> _ABOUT THIS TASK_
Only one portion of the data is to be written out: from the line bearing "let file = writer" through the line bearing "assert_eq!(input.read_long().unwrap(), 99);". Write it exactly as it appears.

> _DATA FOR THIS TASK_
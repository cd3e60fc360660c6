//! Enumerations over the slice of a segment's term dictionary that a
//! multi-term query expands to.

use crate::core::error::Result;
use crate::index::term::Term;
use crate::index::term_dictionary::TermCursor;
use crate::storage::segment_reader::SegmentReader;

/// Verdict of a [`TermFilter`] on one dictionary term.
#[derive(Debug, Clone, Copy, PartialEq, Eq)]
pub enum Verdict {
    Accept,
    Skip,
    /// No later term can match.
    End,
}

/// Decides which terms an enumeration yields and how close each is to the
/// query.
pub trait TermFilter {
    /// First term to look at; enumeration starts at or after it.
    fn start(&self) -> Term;

    fn check(&mut self, term: &Term) -> Verdict;

    /// Closeness of the last accepted term, in `(0, 1]`.
    fn difference(&self) -> f32 {
        1.0
    }
}

/// Terms of one segment accepted by a filter, in dictionary order.
pub struct FilteredTermEnum<F: TermFilter> {
    cursor: TermCursor,
    filter: F,
    current: Option<Term>,
    difference: f32,
    doc_freq: u32,
    started: bool,
}

impl<F: TermFilter> FilteredTermEnum<F> {
    pub fn new(reader: &SegmentReader, filter: F) -> Result<Self> {
        let cursor = reader.terms_from(&filter.start())?;
        Ok(FilteredTermEnum {
            cursor,
            filter,
            current: None,
            difference: 0.0,
            doc_freq: 0,
            started: false,
        })
    }

    /// Moves to the next accepted term.
    pub fn next(&mut self) -> Result<bool> {
        loop {
            // cursors from terms_from already sit on their first term
            let more = if self.started {
                self.cursor.next()?
            } else {
                self.started = true;
                self.cursor.term().is_some()
            };
            let Some(term) = self.cursor.term().filter(|_| more) else {
                self.current = None;
                return Ok(false);
            };
            match self.filter.check(term) {
                Verdict::Accept => {
                    self.current = Some(term.clone());
                    self.difference = self.filter.difference();
                    self.doc_freq = self.cursor.doc_freq();
                    return Ok(true);
                }
                Verdict::Skip => continue,
                Verdict::End => {
                    self.current = None;
                    return Ok(false);
                }
            }
        }
    }

    pub fn term(&self) -> Option<&Term> {
        self.current.as_ref()
    }

    pub fn difference(&self) -> f32 {
        self.difference
    }

    pub fn doc_freq(&self) -> u32 {
        self.doc_freq
    }

    /// Drains the enumeration into `(term, difference)` pairs.
    pub fn collect_terms(mut self) -> Result<Vec<(Term, f32)>> {
        let mut terms = Vec::new();
        while self.next()? {
            if let Some(term) = self.current.take() {
                terms.push((term, self.difference));
            }
        }
        Ok(terms)
    }
}
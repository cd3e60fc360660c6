use std::fs::{self, File};
use std::io::{BufWriter, Seek, SeekFrom, Write};
use std::path::{Path, PathBuf};

use bytes::Bytes;

use crate::core::error::{Error, ErrorKind, Result};
use crate::mmap::mmap_file::MmapFile;
use crate::storage::directory::{Directory, DirectoryLock};
use crate::storage::file_lock::FileLock;
use crate::storage::index_input::IndexInput;
use crate::storage::index_output::IndexOutput;

/// Directory backed by one filesystem folder. Inputs are memory mapped.
#[derive(Debug, Clone)]
pub struct FsDirectory {
    path: PathBuf,
}

impl FsDirectory {
    pub fn open<P: AsRef<Path>>(path: P) -> Result<Self> {
        let path = path.as_ref().to_path_buf();
        fs::create_dir_all(&path)?;
        Ok(FsDirectory { path })
    }

    pub fn path(&self) -> &Path {
        &self.path
    }

    fn file_path(&self, name: &str) -> PathBuf {
        self.path.join(name)
    }
}

impl Directory for FsDirectory {
    fn list(&self) -> Result<Vec<String>> {
        let mut names = Vec::new();
        for entry in fs::read_dir(&self.path)? {
            let entry = entry?;
            if entry.file_type()?.is_file() {
                if let Some(name) = entry.file_name().to_str() {
                    names.push(name.to_string());
                }
            }
        }
        names.sort();
        Ok(names)
    }

    fn file_exists(&self, name: &str) -> bool {
        self.file_path(name).is_file()
    }

    fn file_length(&self, name: &str) -> Result<u64> {
        Ok(fs::metadata(self.file_path(name))?.len())
    }

    fn delete_file(&self, name: &str) -> Result<()> {
        fs::remove_file(self.file_path(name))?;
        Ok(())
    }

    fn rename_file(&self, from: &str, to: &str) -> Result<()> {
        fs::rename(self.file_path(from), self.file_path(to))?;
        Ok(())
    }

    fn create_output(&self, name: &str) -> Result<Box<dyn IndexOutput>> {
        let file = File::create(self.file_path(name))?;
        Ok(Box::new(FsOutput {
            name: name.to_string(),
            writer: Some(BufWriter::with_capacity(64 * 1024, file)),
            pos: 0,
        }))
    }

    fn open_input(&self, name: &str) -> Result<IndexInput> {
        let mmap = MmapFile::open_read_only(self.file_path(name))?;
        Ok(IndexInput::new(name, Bytes::from_owner(mmap)))
    }

    fn obtain_lock(&self, name: &str) -> Result<Box<dyn DirectoryLock>> {
        Ok(Box::new(FileLock::acquire(&self.path, name)?))
    }
}

struct FsOutput {
    name: String,
    writer: Option<BufWriter<File>>,
    pos: u64,
}

impl FsOutput {
    fn writer(&mut self) -> Result<&mut BufWriter<File>> {
        let name = &self.name;
        self.writer
            .as_mut()
            .ok_or_else(|| Error::new(ErrorKind::InvalidState, format!("{} is closed", name)))
    }
}

impl IndexOutput for FsOutput {
    fn write_bytes(&mut self, bytes: &[u8]) -> Result<()> {
        self.writer()?.write_all(bytes)?;
        self.pos += bytes.len() as u64;
        Ok(())
    }

    fn file_pointer(&self) -> u64 {
        self.pos
    }

    fn seek(&mut self, pos: u64) -> Result<()> {
        // BufWriter flushes before seeking
        self.writer()?.seek(SeekFrom::Start(pos))?;
        self.pos = pos;
        Ok(())
    }

    fn close(&mut self) -> Result<()> {
        if let Some(writer) = self.writer.take() {
            let file = writer
                .into_inner()
                .map_err(|e| Error::from(e.into_error()))?;
            file.sync_all()?;
        }
        Ok(())
    }
}

#[cfg(test)]
mod tests {
    use super::*;

    #[test]
    fn write_patch_and_read_back() {
        let tmp = tempfile::tempdir().unwrap();
        let dir = FsDirectory::open(tmp.path()).unwrap();
        let mut out = dir.create_output("f").unwrap();
        out.write_long(0).unwrap();
        out.write_string("payload").unwrap();
        out.seek(0).unwrap();
        out.write_long(99).unwrap();
        out.close().unwrap();

        let mut input = dir.open_input("f").unwrap();
        assert_eq!(input.read_long().unwrap(), 99);
        assert_eq!(input.read_string().unwrap(), "payload");
        assert_eq!(dir.file_length("f").unwrap(), 16);
    }

    #[test]
    fn second_lock_fails() {
        let tmp = tempfile::tempdir().unwrap();
        let dir = FsDirectory::open(tmp.path()).unwrap();
        let _held = dir.obtain_lock("write.lock").unwrap();
        assert!(dir.obtain_lock("write.lock").is_err());
    }

    #[test]
    fn empty_file_opens() {
        let tmp = tempfile::tempdir().unwrap();
        let dir = FsDirectory::open(tmp.path()).unwrap();
        dir.create_output("empty").unwrap().close().unwrap();
        assert!(dir.open_input("empty").unwrap().is_empty());
    }
}
impl TermDictionary {
    pub fn open(directory: &dyn Directory, segment: &str, field_infos: Arc<FieldInfos>) -> Result<Self> {
        let dense = directory.open_input(&format!("{}.tis", segment))?;
        let origin = TermCursor::open(dense, Arc::clone(&field_infos), false)?;

        let sparse = directory.open_input(&format!("{}.tii", segment))?;
        let mut index = TermCursor::open(sparse, field_infos, true)?;
        let capacity = index.size as usize;
        let mut index_terms = Vec::with_capacity(capacity);
        let mut index_infos = Vec::with_capacity(capacity);
        let mut index_pointers = Vec::with_capacity(capacity);
        while index.next()? {
            if let Some(term) = &index.term {
                index_terms.push(term.clone());
            }
            index_infos.push(index.info);
            index_pointers.push(index.index_pointer);
        }

        Ok(TermDictionary {
            size: origin.size,
            index_interval: origin.index_interval,
            skip_interval: origin.skip_interval,
            origin,
            index_terms,
            index_infos,
            index_pointers,
        })
    }

    pub fn size(&self) -> u64 {
        self.size
    }

    pub fn index_interval(&self) -> u32 {
        self.index_interval
    }

    pub fn skip_interval(&self) -> u32 {
        self.skip_interval
    }

    /// A cursor before the first term. Also the scratch cursor for lookups.
    pub fn cursor(&self) -> TermCursor {
        self.origin.clone()
    }

    pub fn iterate(&self) -> TermCursor {
        self.cursor()
    }

    /// A cursor on the first term `>= term`, or exhausted if there is none.
    pub fn iterate_from(&self, term: &Term) -> Result<TermCursor> {
        let mut cursor = self.cursor();
        self.lookup(&mut cursor, term)?;
        Ok(cursor)
    }

    /// Greatest sample `<= term`.
    fn index_offset(&self, term: &Term) -> usize {
        let mut lo: i64 = 0;
        let mut hi: i64 = self.index_terms.len() as i64 - 1;
        while hi >= lo {
            let mid = (lo + hi) >> 1;
            match term.cmp(&self.index_terms[mid as usize]) {
                std::cmp::Ordering::Less => hi = mid - 1,
                std::cmp::Ordering::Greater => lo = mid + 1,
                std::cmp::Ordering::Equal => return mid as usize,
            }
        }
        hi.max(0) as usize
    }

    fn seek_to_sample(&self, cursor: &mut TermCursor, offset: usize) -> Result<()> {
        let position = offset as i64 * self.index_interval as i64 - 1;
        cursor.seek(
            self.index_pointers[offset],
            position,
            &self.index_terms[offset],
            self.index_infos[offset],
        )
    }

    pub fn lookup(&self, cursor: &mut TermCursor, term: &Term) -> Result<Option<TermInfo>> {
        if self.size == 0 {
            return Ok(None);
        }

        if let Some(current) = &cursor.term {
            let after_prev = cursor.prev.as_ref().is_some_and(|prev| term > prev);
            if after_prev || term >= current {
                let next_sample = (cursor.position / self.index_interval as i64 + 1) as usize;
                if next_sample >= self.index_terms.len() || *term < self.index_terms[next_sample] {
                    return self.scan(cursor, term);
                }
            }
        }

        self.seek_to_sample(cursor, self.index_offset(term))?;
        self.scan(cursor, term)
    }

    fn scan_to(&self, cursor: &mut TermCursor, term: &Term) -> Result<()> {
        loop {
            match &cursor.term {
                None => return Ok(()),
                Some(current) if cursor.position >= 0 && term <= current => return Ok(()),
                Some(_) => {}
            }
            if !cursor.next()? {
                return Ok(());
            }
        }
    }

    fn scan(&self, cursor: &mut TermCursor, term: &Term) -> Result<Option<TermInfo>> {
        self.scan_to(cursor, term)?;
        match cursor.term() {
            Some(current) if current == term => Ok(Some(cursor.info)),
            _ => Ok(None),
        }
    }

    /// The `n`th term in dictionary order.
    pub fn lookup_by_ordinal(&self, cursor: &mut TermCursor, n: u64) -> Result<Option<Term>> {
        if n >= self.size {
            return Ok(None);
        }
        let target = n as i64;
        let in_window = cursor.term.is_some()
            && target >= cursor.position
            && target < cursor.position + self.index_interval as i64;
        if !in_window {
            self.seek_to_sample(cursor, (n / self.index_interval as u64) as usize)?;
        }
        while cursor.position < target {
            if !cursor.next()? {
                return Ok(None);
            }
        }
        Ok(cursor.term().cloned())
    }

    pub fn ordinal_of(&self, cursor: &mut TermCursor, term: &Term) -> Result<Option<u64>> {
        if self.size == 0 {
            return Ok(None);
        }
        self.seek_to_sample(cursor, self.index_offset(term))?;
        self.scan_to(cursor, term)?;
        match cursor.term() {
            Some(current) if current == term => Ok(cursor.ordinal()),
            _ => Ok(None),
        }
    }
}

> _SOLUTION TO THE PROBLEM_
            let file = writer
                .into_inner()
                .map_err(|e| Error::from(e.into_error()))?;
            file.sync_all()?;
        }
        Ok(())
    }
}

#[cfg(test)]
mod tests {
    use super::*;

    #[test]
    fn write_patch_and_read_back() {
        let tmp = tempfile::tempdir().unwrap();
        let dir = FsDirectory::open(tmp.path()).unwrap();
        let mut out = dir.create_output("f").unwrap();
        out.write_long(0).unwrap();
        out.write_string("payload").unwrap();
        out.seek(0).unwrap();
        out.write_long(99).unwrap();
        out.close().unwrap();

        let mut input = dir.open_input("f").unwrap();
        assert_eq!(input.read_long().unwrap(), 99);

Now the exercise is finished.